Endo International posted net loss of $100 million from continuing operations compared to $191 million in the same period, a year ago. Diluted loss per share came at $0.45 from continuing operations compared to $0.86 in the comparable quarter, a year earlier. Adjusted income came at $204 million from continuing operations versus $226 million recorded in the third-quarter of 2016.
Adjusted diluted EPS was $0.91 from continuing operations as against adjusted diluted EPS of $1.01 from continuing operations in the same quarter of 2016. Paul Campanelli, the CEO and President of Endo, expressed that they continue to implement against their major priorities and achieve robust operating results. The core segments of focus, Branded Specialty Products and Sterile Injectables, are achieving remarkable growth while they continue to lead margin expansion. They look forward to a robust finish to 2017 and they reaffirm the adjusted financial and revenue guidance they issued in August 2017.
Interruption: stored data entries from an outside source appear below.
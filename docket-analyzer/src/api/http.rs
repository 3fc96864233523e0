use super::types::{
    AgentCatalogResponse, AgentResultResponse, ErrorBody, HealthResponse, MessageResponse,
    ResultsResponse, StatusSnapshot, TaskListResponse, TaskSummary, UploadResponse,
};
use super::{AnalysisApi, DocumentUpload};
use crate::config::Config;
use crate::error::{AnalysisError, ApiError};
use crate::results::AgentDescriptor;
use async_trait::async_trait;
use reqwest::{header, multipart, Client, Response};
use serde::de::DeserializeOwned;

/// reqwest-backed client for the analysis service
#[derive(Clone)]
pub struct HttpAnalysisApi {
    client: Client,
    base_url: String,
    server_root: String,
}

impl HttpAnalysisApi {
    pub fn new(config: &Config) -> Result<Self, AnalysisError> {
        let base = url::Url::parse(&config.api_base_url)
            .map_err(|e| AnalysisError::Validation(format!("Invalid API URL '{}': {}", config.api_base_url, e)))?;
        if !matches!(base.scheme(), "http" | "https") {
            return Err(AnalysisError::Validation(format!(
                "API URL must start with http:// or https://, got '{}'",
                config.api_base_url
            )));
        }

        let mut headers = header::HeaderMap::new();
        headers.insert(header::ACCEPT, header::HeaderValue::from_static("application/json"));

        let client = Client::builder()
            .default_headers(headers)
            .timeout(config.request_timeout)
            .user_agent(concat!("docket-analyzer/", env!("CARGO_PKG_VERSION")))
            .build()
            .map_err(|e| AnalysisError::Transport(format!("Failed to create HTTP client: {}", e)))?;

        Ok(Self {
            client,
            base_url: config.api_base_url.trim_end_matches('/').to_string(),
            server_root: config.server_root(),
        })
    }

    fn url(&self, path: &str) -> String {
        format!("{}{}", self.base_url, path)
    }

    /// Turn a non-success response into [`ApiError::Rejected`], keeping the detail message
    async fn check(response: Response) -> Result<Response, ApiError> {
        let status = response.status();
        if status.is_success() {
            return Ok(response);
        }

        let body = response.text().await.unwrap_or_default();
        let detail = serde_json::from_str::<ErrorBody>(&body)
            .ok()
            .and_then(|b| b.message());
        log::debug!("[API] HTTP {} with body: {}", status, body);

        Err(ApiError::Rejected {
            status: status.as_u16(),
            detail,
        })
    }

    async fn get_json<T: DeserializeOwned>(&self, path: &str) -> Result<T, ApiError> {
        let url = self.url(path);
        log::debug!("[API] GET {}", url);
        let response = Self::check(self.client.get(&url).send().await?).await?;
        Ok(response.json::<T>().await?)
    }

    async fn get_bytes(&self, path: &str) -> Result<Vec<u8>, ApiError> {
        let url = self.url(path);
        log::debug!("[API] GET {} (binary)", url);
        let response = Self::check(self.client.get(&url).send().await?).await?;
        Ok(response.bytes().await?.to_vec())
    }
}

fn segment(value: &str) -> String {
    urlencoding::encode(value).into_owned()
}

fn content_type_for(file_name: &str) -> &'static str {
    if file_name.to_lowercase().ends_with(".pdf") {
        "application/pdf"
    } else {
        "application/octet-stream"
    }
}

#[async_trait]
impl AnalysisApi for HttpAnalysisApi {
    async fn upload(&self, document: DocumentUpload, agents: &[String]) -> Result<UploadResponse, ApiError> {
        let agents = agents.join(",");
        let size = document.size();
        let DocumentUpload { file_name, bytes } = document;
        let mime = content_type_for(&file_name);
        let part = multipart::Part::bytes(bytes).file_name(file_name).mime_str(mime)?;
        let form = multipart::Form::new()
            .part("file", part)
            .text("agents", agents.clone());

        let url = self.url("/upload");
        log::info!(
            "[API] POST {} ({} bytes, agents: {})",
            url,
            size,
            agents
        );

        // The service also reads the selection from the query string
        let response = self
            .client
            .post(&url)
            .query(&[("agents", agents.as_str())])
            .multipart(form)
            .send()
            .await?;
        let response = Self::check(response).await?;
        Ok(response.json::<UploadResponse>().await?)
    }

    async fn fetch_status(&self, task_id: &str) -> Result<StatusSnapshot, ApiError> {
        self.get_json(&format!("/status/{}", segment(task_id))).await
    }

    async fn fetch_results(&self, task_id: &str) -> Result<ResultsResponse, ApiError> {
        self.get_json(&format!("/result/{}", segment(task_id))).await
    }

    async fn fetch_agent_result(&self, task_id: &str, agent_key: &str) -> Result<AgentResultResponse, ApiError> {
        self.get_json(&format!("/result/{}/agent/{}", segment(task_id), segment(agent_key)))
            .await
    }

    async fn fetch_agent_document(&self, task_id: &str, agent_key: &str) -> Result<Vec<u8>, ApiError> {
        self.get_bytes(&format!("/result/{}/agent/{}/pdf", segment(task_id), segment(agent_key)))
            .await
    }

    async fn fetch_combined_document(&self, task_id: &str) -> Result<Vec<u8>, ApiError> {
        self.get_bytes(&format!("/result/{}/pdf", segment(task_id))).await
    }

    async fn list_agents(&self) -> Result<Vec<AgentDescriptor>, ApiError> {
        let catalog: AgentCatalogResponse = self.get_json("/agents").await?;
        Ok(catalog.into_descriptors())
    }

    async fn list_tasks(&self) -> Result<Vec<TaskSummary>, ApiError> {
        let list: TaskListResponse = self.get_json("/tasks").await?;
        Ok(list.tasks)
    }

    async fn delete_task(&self, task_id: &str) -> Result<String, ApiError> {
        let url = self.url(&format!("/task/{}", segment(task_id)));
        log::info!("[API] DELETE {}", url);
        let response = Self::check(self.client.delete(&url).send().await?).await?;
        let ack: MessageResponse = response.json().await?;
        Ok(ack.message)
    }

    async fn health(&self) -> Result<HealthResponse, ApiError> {
        let url = format!("{}/health", self.server_root);
        let response = Self::check(self.client.get(&url).send().await?).await?;
        Ok(response.json::<HealthResponse>().await?)
    }
}

#[cfg(test)]
mod tests {
    use super::*;

    #[test]
    fn test_rejects_non_http_base_url() {
        let config = Config {
            api_base_url: "ftp://example.com/api/v1".to_string(),
            ..Config::default()
        };
        assert!(matches!(HttpAnalysisApi::new(&config), Err(AnalysisError::Validation(_))));

        let config = Config {
            api_base_url: "not a url".to_string(),
            ..Config::default()
        };
        assert!(matches!(HttpAnalysisApi::new(&config), Err(AnalysisError::Validation(_))));
    }

    #[test]
    fn test_url_building() {
        let config = Config {
            api_base_url: "http://localhost:8000/api/v1/".to_string(),
            ..Config::default()
        };
        let api = HttpAnalysisApi::new(&config).unwrap();
        assert_eq!(api.url("/upload"), "http://localhost:8000/api/v1/upload");
        assert_eq!(
            api.url(&format!("/status/{}", segment("a b/c"))),
            "http://localhost:8000/api/v1/status/a%20b%2Fc"
        );
        assert_eq!(api.server_root, "http://localhost:8000");
    }

    #[test]
    fn test_content_type_for() {
        assert_eq!(content_type_for("processo.PDF"), "application/pdf");
        assert_eq!(content_type_for("notes.txt"), "application/octet-stream");
    }
}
Endo reported that total revenue in Q3 2017 dropped by 11% to $787 versus the same period in 2016. The drop was mainly due to previously reported discontinuance of U.S. Generic Pharmaceuticals product, pricing pressure from higher competition mainly impacting the U.S. Generics Base segment, generic competition negatively impacting the performance of Branded Established Products portfolio and the terminating of shipments of OPANA® ER to clients by September 1, 2017. GAAP net loss came at $100 million from continuing operations versus $191 million recorded in the comparable quarter of 2016.
In the last trading session, the stock price of Endo jumped more than 13% to close the day at $6.93. The gains came at a share volume of 12.14 million compared to average share volume of 7.58 million.